From that moment on, the Le Fooding Week was added to the diaries of Paris’s bright young things alongside Fashion Week and Book Week. The highlight of 2006’s event were the “poulailleries” — rotisseries like you see outside butcher’s shops but run by well-known chefs. Then there was a hidden bar where punters had to find the location from obscure clues circulated on the Internet. The Parisians loved it.
Despite the obvious enthusiasm, there are worries Le Fooding will itself fall foul of Paris’s reputation for snobbery. At the moment Le Fooding is angry at the city authorities. “Paris isn’t doing anything for its reputation, they’re not really playing the conviviality card,” moans Cammas. He has kinder words for Turin, whose culinary festival attracts foodies from around the world.

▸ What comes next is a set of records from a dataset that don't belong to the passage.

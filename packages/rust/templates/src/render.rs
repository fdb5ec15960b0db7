//! Template substitution for `.docx` artifacts.
//!
//! [`TemplatingEngine`] is the injected capability the dispatcher renders
//! through; [`TeraDocxEngine`] is the Tera-backed implementation. A
//! template is an ordinary `.docx` whose `word/document.xml` carries Tera
//! placeholders (`{{ company_name }}`, `{% for m in members_table %}` ...).
//! Rendering substitutes the context into that part and repacks the
//! archive, copying every other part verbatim.

use std::io::{Cursor, Read, Write as _};

use quick_xml::escape::escape;
use serde_json::Value;
use tera::Tera;
use tracing::debug;
use zip::write::FileOptions;
use zip::{CompressionMethod, ZipArchive, ZipWriter};

use opagen_shared::{OpagenError, RenderContext, Result};

/// The archive part substitution applies to.
const DOCUMENT_PART: &str = "word/document.xml";

/// A templating technology behind an interface: bytes in, bytes out.
///
/// Implementations must be side-effect-free beyond producing the rendered
/// output. A placeholder with no corresponding context key is an error,
/// never a silent blank.
pub trait TemplatingEngine {
    /// Substitute `context` into `template`, returning the rendered bytes.
    fn render(&self, template: &[u8], context: &RenderContext) -> Result<Vec<u8>>;
}

/// Tera-backed engine for `.docx` templates.
#[derive(Debug, Clone, Copy, Default)]
pub struct TeraDocxEngine;

impl TeraDocxEngine {
    pub fn new() -> Self {
        Self
    }
}

impl TemplatingEngine for TeraDocxEngine {
    fn render(&self, template: &[u8], context: &RenderContext) -> Result<Vec<u8>> {
        let mut archive = ZipArchive::new(Cursor::new(template.to_vec()))
            .map_err(|e| OpagenError::template(format!("template is not a valid archive: {e}")))?;

        let document = read_document_part(&mut archive)?;

        let tera_context = build_tera_context(context);
        let rendered = Tera::one_off(&document, &tera_context, false)
            .map_err(|e| OpagenError::template(error_chain(&e)))?;

        debug!(
            keys = context.len(),
            rendered_len = rendered.len(),
            "template part rendered"
        );

        repack(&mut archive, &rendered)
    }
}

fn read_document_part(archive: &mut ZipArchive<Cursor<Vec<u8>>>) -> Result<String> {
    let mut part = archive.by_name(DOCUMENT_PART).map_err(|e| {
        OpagenError::template(format!("template has no {DOCUMENT_PART} part: {e}"))
    })?;
    let mut content = String::new();
    part.read_to_string(&mut content)
        .map_err(|e| OpagenError::template(format!("template part unreadable: {e}")))?;
    Ok(content)
}

/// Rebuild the archive with the rendered document part, copying everything
/// else verbatim.
fn repack(archive: &mut ZipArchive<Cursor<Vec<u8>>>, rendered: &str) -> Result<Vec<u8>> {
    let mut zip = ZipWriter::new(Cursor::new(Vec::new()));
    let options = FileOptions::default().compression_method(CompressionMethod::Deflated);

    for index in 0..archive.len() {
        let entry = archive
            .by_index(index)
            .map_err(|e| OpagenError::template(format!("template entry unreadable: {e}")))?;

        if entry.name() == DOCUMENT_PART {
            zip.start_file(DOCUMENT_PART, options)
                .map_err(|e| OpagenError::template(format!("repack: {e}")))?;
            zip.write_all(rendered.as_bytes())
                .map_err(|e| OpagenError::template(format!("repack: {e}")))?;
        } else {
            zip.raw_copy_file(entry)
                .map_err(|e| OpagenError::template(format!("repack: {e}")))?;
        }
    }

    let cursor = zip
        .finish()
        .map_err(|e| OpagenError::template(format!("repack: {e}")))?;
    Ok(cursor.into_inner())
}

// ---------------------------------------------------------------------------
// Context preparation
// ---------------------------------------------------------------------------

/// Convert a [`RenderContext`] into a Tera context with every string value
/// XML-escaped for the WordprocessingML target. Keys carrying the emphasis
/// hint are substituted as bold 20 pt runs.
fn build_tera_context(context: &RenderContext) -> tera::Context {
    let mut tera_context = tera::Context::new();
    for (key, value) in context.values() {
        let prepared = if context.emphasized().iter().any(|k| k == key) {
            emphasized_value(value)
        } else {
            escape_value(value)
        };
        tera_context.insert(key.as_str(), &prepared);
    }
    tera_context
}

fn escape_value(value: &Value) -> Value {
    match value {
        Value::String(s) => Value::String(escape(s).into_owned()),
        Value::Array(items) => Value::Array(items.iter().map(escape_value).collect()),
        Value::Object(map) => Value::Object(
            map.iter()
                .map(|(key, item)| (key.clone(), escape_value(item)))
                .collect(),
        ),
        other => other.clone(),
    }
}

fn emphasized_value(value: &Value) -> Value {
    match value {
        Value::String(s) => Value::String(format!(
            r#"<w:r><w:rPr><w:b/><w:sz w:val="40"/><w:szCs w:val="40"/></w:rPr><w:t xml:space="preserve">{}</w:t></w:r>"#,
            escape(s)
        )),
        other => escape_value(other),
    }
}

/// Flatten a Tera error and its causes into one message. Tera reports
/// missing variables in the cause chain, not the top-level error.
fn error_chain(error: &tera::Error) -> String {
    let mut message = error.to_string();
    let mut source = std::error::Error::source(error);
    while let Some(cause) = source {
        message.push_str(": ");
        message.push_str(&cause.to_string());
        source = cause.source();
    }
    message
}

#[cfg(test)]
mod tests {
    use super::*;

    /// Build a minimal template archive whose document part wraps `body`.
    fn template_with_body(body: &str) -> Vec<u8> {
        let document = format!(
            r#"<?xml version="1.0" encoding="UTF-8" standalone="yes"?><w:document xmlns:w="http://schemas.openxmlformats.org/wordprocessingml/2006/main"><w:body>{body}</w:body></w:document>"#
        );
        let mut zip = ZipWriter::new(Cursor::new(Vec::new()));
        let options = FileOptions::default().compression_method(CompressionMethod::Deflated);
        zip.start_file("[Content_Types].xml", options).unwrap();
        zip.write_all(b"<Types/>").unwrap();
        zip.start_file("word/styles.xml", options).unwrap();
        zip.write_all(b"<w:styles/>").unwrap();
        zip.start_file(DOCUMENT_PART, options).unwrap();
        zip.write_all(document.as_bytes()).unwrap();
        zip.finish().unwrap().into_inner()
    }

    fn read_part(bytes: &[u8], name: &str) -> String {
        let mut archive = ZipArchive::new(Cursor::new(bytes.to_vec())).unwrap();
        let mut part = archive.by_name(name).unwrap();
        let mut content = String::new();
        part.read_to_string(&mut content).unwrap();
        content
    }

    fn context_with(entries: &[(&str, Value)]) -> RenderContext {
        let mut ctx = RenderContext::new();
        for (key, value) in entries {
            ctx.insert(*key, value.clone());
        }
        ctx
    }

    #[test]
    fn substitutes_placeholders() {
        let template = template_with_body("<w:t>{{ company_name }}</w:t>");
        let ctx = context_with(&[("company_name", Value::String("ACME LLC".into()))]);

        let rendered = TeraDocxEngine::new().render(&template, &ctx).unwrap();
        let xml = read_part(&rendered, DOCUMENT_PART);
        assert!(xml.contains("ACME LLC"));
        assert!(!xml.contains("{{"));
    }

    #[test]
    fn string_values_are_xml_escaped() {
        let template = template_with_body("<w:t>{{ company_name }}</w:t>");
        let ctx = context_with(&[("company_name", Value::String("SMITH & SONS <LLC>".into()))]);

        let rendered = TeraDocxEngine::new().render(&template, &ctx).unwrap();
        let xml = read_part(&rendered, DOCUMENT_PART);
        assert!(xml.contains("SMITH &amp; SONS &lt;LLC&gt;"));
    }

    #[test]
    fn iterates_members_table() {
        let template = template_with_body(
            "{% for m in members_table %}<w:t>{{ m.name }}: {{ m.commitment }}</w:t>{% endfor %}",
        );
        let rows = serde_json::json!([
            {"name": "Bob", "entity": "", "class": "A", "commitment": "£50,000", "percentage": "25.0%"}
        ]);
        let ctx = context_with(&[("members_table", rows)]);

        let rendered = TeraDocxEngine::new().render(&template, &ctx).unwrap();
        let xml = read_part(&rendered, DOCUMENT_PART);
        assert!(xml.contains("Bob: £50,000"));
    }

    #[test]
    fn undeclared_placeholder_is_an_error() {
        let template = template_with_body("<w:t>{{ undeclared_key }}</w:t>");
        let ctx = context_with(&[("company_name", Value::String("ACME LLC".into()))]);

        let err = TeraDocxEngine::new().render(&template, &ctx).unwrap_err();
        match err {
            OpagenError::TemplateRender { message } => {
                assert!(message.contains("undeclared_key"), "message: {message}");
            }
            other => panic!("expected TemplateRender, got {other:?}"),
        }
    }

    #[test]
    fn emphasized_key_renders_as_bold_run() {
        let template = template_with_body("{{ title }}");
        let mut ctx = context_with(&[("title", Value::String("Operating Agreement".into()))]);
        ctx.emphasize("title");

        let rendered = TeraDocxEngine::new().render(&template, &ctx).unwrap();
        let xml = read_part(&rendered, DOCUMENT_PART);
        assert!(xml.contains(r#"<w:sz w:val="40"/>"#));
        assert!(xml.contains("Operating Agreement"));
    }

    #[test]
    fn other_parts_are_preserved() {
        let template = template_with_body("<w:t>{{ company_name }}</w:t>");
        let ctx = context_with(&[("company_name", Value::String("ACME LLC".into()))]);

        let rendered = TeraDocxEngine::new().render(&template, &ctx).unwrap();
        assert_eq!(read_part(&rendered, "word/styles.xml"), "<w:styles/>");
        assert_eq!(read_part(&rendered, "[Content_Types].xml"), "<Types/>");
    }

    #[test]
    fn garbage_bytes_are_a_render_error() {
        let ctx = RenderContext::new();
        let err = TeraDocxEngine::new().render(b"not a zip", &ctx).unwrap_err();
        assert!(matches!(err, OpagenError::TemplateRender { .. }));
    }

    #[test]
    fn archive_without_document_part_is_a_render_error() {
        let mut zip = ZipWriter::new(Cursor::new(Vec::new()));
        let options = FileOptions::default();
        zip.start_file("word/styles.xml", options).unwrap();
        zip.write_all(b"<w:styles/>").unwrap();
        let bytes = zip.finish().unwrap().into_inner();

        let err = TeraDocxEngine::new()
            .render(&bytes, &RenderContext::new())
            .unwrap_err();
        match err {
            OpagenError::TemplateRender { message } => {
                assert!(message.contains("word/document.xml"));
            }
            other => panic!("expected TemplateRender, got {other:?}"),
        }
    }
}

Even if it’s not Paris Mayor Bertrand Delanoë’s cup of tea, Le Fooding has a bright future because of its wide artistic base. Its flyers are designed by up and coming artists and its evenings feature the best DJs. Le Fooding is also singing the praises of the little-known “culinary designers.” One, Emmanuel Becquemin, designed a special toast for the movement with messages written in jam. “The idea was to remind people of simple breakfasts in the café, where you read your paper and dunk your bit if toast in your coffee.”
Le Fooding: It’s conceptual. It’s French. But why is there no such thing elsewhere? For one reason alone, says Cammas: “It doesn’t exist in New York or Barcelona because chefs there are allowed to experiment without being shouted at. Here, chefs are not free. And what should you do when things get too regimented?... Have a revolution.” French indeed.